Il termine scelto nel testo dell’Accordo Finale suona freddo: “riconoscimento di responsabilità”, ma quel che c’è dietro, e ciò che implica un tale riconoscimento, ha una portata dalla quale dipenderà il futuro stesso della pacificazione che con il D-day di Cartagena de Indias non si conclude ma inizia. Per rendersene conto basta riandare ad alcuni giorni fa, quando un gruppo importante di dirigenti della guerriglia si è incontrato per la prima volta con familiari degli 11 deputati sequestrati nel 2002 ed assassinati a sangue freddo 5 anni dopo. Un incontro che la rivista colombiana Semana ha definito “commovente”, in cui dolore e vergogna si sono mescolati con le lacrime. Le Farc, scrive Semana, hanno per la prima volta mostrato un lato sconosciuto, accogliendo i reclami, anche violenti, delle vittime ed assumendosi in pieno le loro responsabilità. Pablo Catatumbo, l’uomo che comandava il blocco delle Farc che commise il crimine ha pronunciato parole che rimarranno tra i gesti più importanti di questi mesi: “Non fuggiremo le responsabilità. Erano nelle nostre mani, e non si può riparare l’irreparabile, si tratta di risarcire il danno, che è un’altra cosa. La morte dei deputati è stata la cosa più assurda che ho dovuto vivere in guerra, l’episodio più vergognoso, non ne siamo orgogliosi. Oggi, con sincera umiltà, chiediamo perdono. Speriamo possiate perdonarci”.
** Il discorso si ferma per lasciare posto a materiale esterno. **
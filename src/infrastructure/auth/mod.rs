//! Authentication infrastructure module
//!
//! Signed session tokens and team passcodes.

mod passcode;
mod token;

pub use passcode::{
    FixedPasscodeGenerator, IssuedPasscode, PasscodeAuthenticator, PasscodeGenerator,
    PasscodeHashCost, RandomPasscodeGenerator, secret_matches,
};
pub use token::SignedTokenCodec;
Un passo enorme se si pensa che appena nel 2012, negli incontri di pace che prendevano forma ad Oslo, in Norvegia, “Timochenko” e altri capi affermavano che non avrebbero chiesto perdono perché, per loro, non c’era niente di cui vergognarsi. Lo ha sottolineato bene il politico conservatore Óscar Tulio Lizcano, lui stesso sequestrato in passato dalle Farc: il perdono “E’ una virtù politica che permette alla società di assimilare il passato e guardare al futuro”.
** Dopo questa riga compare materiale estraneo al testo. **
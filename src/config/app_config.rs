use std::collections::HashMap;
use std::time::Duration;

use serde::Deserialize;

use crate::domain::SettingsSnapshot;
use crate::infrastructure::cluster::InstanceTemplate;
use crate::infrastructure::auth::PasscodeHashCost;

/// Application configuration
#[derive(Debug, Clone, Default, Deserialize)]
#[serde(default)]
pub struct AppConfig {
    pub server: ServerConfig,
    pub logging: LoggingConfig,
    pub balancer: BalancerConfig,
    pub instance: InstanceConfig,
    pub cluster: ClusterConfig,
}

#[derive(Debug, Clone, Deserialize)]
#[serde(default)]
pub struct ServerConfig {
    pub host: String,
    pub port: u16,
    /// Directory holding the entry page served under `/balancer`
    pub ui_dir: String,
}

#[derive(Debug, Clone, Deserialize)]
#[serde(default)]
pub struct LoggingConfig {
    pub level: String,
    pub format: LogFormat,
}

#[derive(Debug, Clone, Deserialize, Default)]
#[serde(rename_all = "lowercase")]
pub enum LogFormat {
    #[default]
    Pretty,
    Json,
}

#[derive(Debug, Clone, Deserialize)]
#[serde(default)]
pub struct BalancerConfig {
    /// Namespace every team instance lives in
    pub namespace: String,
    pub max_instances: usize,
    pub readiness_cache_ttl_ms: u64,
    /// Most teams whose readiness is cached at once
    pub readiness_cache_capacity: u64,
    /// Deadline for every call into the cluster
    pub cluster_timeout_ms: u64,
    pub last_request_patch_timeout_ms: u64,
    pub cookie: CookieConfig,
    pub admin: AdminConfig,
    pub passcode: PasscodeConfig,
    pub settings: SettingsDefaults,
}

#[derive(Debug, Clone, Deserialize)]
#[serde(default)]
pub struct CookieConfig {
    pub name: String,
    pub signing_key: String,
    pub secure: bool,
}

#[derive(Debug, Clone, Default, Deserialize)]
#[serde(default)]
pub struct AdminConfig {
    /// Empty disables the admin login
    pub password: String,
}

#[derive(Debug, Clone, Deserialize)]
#[serde(default)]
pub struct PasscodeConfig {
    pub hash_memory_kib: u32,
    pub hash_iterations: u32,
}

#[derive(Debug, Clone, Deserialize)]
#[serde(default)]
pub struct SettingsDefaults {
    pub balancer_enabled: bool,
    pub score_overview_visible_for_users: bool,
}

#[derive(Debug, Clone, Deserialize)]
#[serde(default)]
pub struct InstanceConfig {
    pub name_prefix: String,
    pub app_name: String,
    pub part_of: String,
    pub image: String,
    pub tag: String,
    pub port: u16,
    pub health_path: String,
    pub env: HashMap<String, String>,
}

#[derive(Debug, Clone, Default, Deserialize)]
#[serde(default)]
pub struct ClusterConfig {
    pub backend: ClusterBackend,
}

#[derive(Debug, Clone, Copy, Deserialize, Default, PartialEq, Eq)]
#[serde(rename_all = "snake_case")]
pub enum ClusterBackend {
    #[default]
    Kubernetes,
    InMemory,
}

impl Default for ServerConfig {
    fn default() -> Self {
        Self {
            host: "0.0.0.0".to_string(),
            port: 8080,
            ui_dir: "public".to_string(),
        }
    }
}

impl Default for LoggingConfig {
    fn default() -> Self {
        Self {
            level: "info".to_string(),
            format: LogFormat::default(),
        }
    }
}

impl Default for BalancerConfig {
    fn default() -> Self {
        Self {
            namespace: "default".to_string(),
            max_instances: 100,
            readiness_cache_ttl_ms: 5000,
            readiness_cache_capacity: 10_000,
            cluster_timeout_ms: 5000,
            last_request_patch_timeout_ms: 5000,
            cookie: CookieConfig::default(),
            admin: AdminConfig::default(),
            passcode: PasscodeConfig::default(),
            settings: SettingsDefaults::default(),
        }
    }
}

impl BalancerConfig {
    pub fn readiness_cache_ttl(&self) -> Duration {
        Duration::from_millis(self.readiness_cache_ttl_ms)
    }

    pub fn cluster_timeout(&self) -> Duration {
        Duration::from_millis(self.cluster_timeout_ms)
    }

    pub fn last_request_patch_timeout(&self) -> Duration {
        Duration::from_millis(self.last_request_patch_timeout_ms)
    }
}

impl Default for CookieConfig {
    fn default() -> Self {
        Self {
            name: "balancer".to_string(),
            signing_key: String::new(),
            secure: false,
        }
    }
}

impl Default for PasscodeConfig {
    fn default() -> Self {
        Self {
            hash_memory_kib: 19456,
            hash_iterations: 2,
        }
    }
}

impl Default for SettingsDefaults {
    fn default() -> Self {
        Self {
            balancer_enabled: true,
            score_overview_visible_for_users: true,
        }
    }
}

impl From<&SettingsDefaults> for SettingsSnapshot {
    fn from(defaults: &SettingsDefaults) -> Self {
        Self {
            balancer_enabled: defaults.balancer_enabled,
            score_overview_visible_for_users: defaults.score_overview_visible_for_users,
        }
    }
}

impl Default for InstanceConfig {
    fn default() -> Self {
        Self {
            name_prefix: "arena".to_string(),
            app_name: "arena-instance".to_string(),
            part_of: "arena-balancer".to_string(),
            image: "ghcr.io/arena/instance".to_string(),
            tag: "latest".to_string(),
            port: 3000,
            health_path: "/health".to_string(),
            env: HashMap::new(),
        }
    }
}

impl From<&InstanceConfig> for InstanceTemplate {
    fn from(config: &InstanceConfig) -> Self {
        Self {
            name_prefix: config.name_prefix.clone(),
            app_name: config.app_name.clone(),
            part_of: config.part_of.clone(),
            image: config.image.clone(),
            tag: config.tag.clone(),
            port: config.port,
            health_path: config.health_path.clone(),
            env: config.env.clone(),
        }
    }
}

impl From<&PasscodeConfig> for PasscodeHashCost {
    fn from(config: &PasscodeConfig) -> Self {
        Self {
            memory_kib: config.hash_memory_kib,
            iterations: config.hash_iterations,
        }
    }
}

impl AppConfig {
    pub fn load() -> Result<Self, config::ConfigError> {
        let config = config::Config::builder()
            .add_source(config::File::with_name("config/default").required(false))
            .add_source(config::File::with_name("config/local").required(false))
            .add_source(
                config::Environment::with_prefix("APP")
                    .separator("__")
                    .try_parsing(true),
            )
            .build()?;

        config.try_deserialize()
    }
}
L’incontro dei capi delle Farc con i familiari è durato quattro ore e si è concluso con l’impegno dei guerriglieri di raccontare ai famigliari tutta la verità sull’accaduto e di riconsegnare gli effetti personali delle vittime. Alla fine, tutti si sono uniti in preghiera, in quella che i famigliari hanno definito “un sollievo ed una catarsi collettiva”.
Il giorno dopo si è svolto un altro incontro emblematico e di grande importanza, quello con delegati del quartiere La Chinita (La cinesina) di Apartadó, nel nord ovest del paese. Lì, la guerriglia commise un massacro indiscriminato contro 35 persone: e anche lì ci sarà un atto per chiedere perdono.
Poi è arrivato il turno dei massimi esponenti dello Stato colombiano e della guerriglia. Perché in un accordo di pace il perdono e la riconciliazione non possono essere a senso unico. Prima Iván Márquez, l’uomo delle foto nell’accordo siglato all’Avana, ha registrato un video in cui riconosceva che i sequestri hanno causato “un grande dolore” nelle famiglie e nella società, aggiungendo che quelle pratiche devono rimanere “sepolte per sempre”. Quindi è stata la volta del presidente Manuel Santos, che ha usato la parola “sterminio”, quasi un sacrilegio per la parte più intransigente dei settori anti-accordo, impegnandosi a fare in modo che la storia non si ripeta mai più. Un altro gesto storico che implica la tacita ammissione che anche lo Stato è stato corresponsabile della degradazione del conflitto. Un gigantesco passo avanti: fino a poco tempo fa le atrocità commesse dai militari venivano minimizzate attribuendole a “mele marce” presenti nell’esercito.
C’è un elemento fondamentale che funge da garanzia per scongiurare il rischio che il perdono rimanga un mero esercizio retorico o di opportunismo: il fatto che negli accordi è comunque previsto un Tribunale per la Pace, conformato da 20 magistrati colombiani e 4 stranieri incaricato di indagare, giudicare e punire tutti coloro che si sono macchiati di gravi delitti durante il conflitto, senza distinzioni e senza sconti, siano essi guerriglieri, militari e membri di gruppi illegali.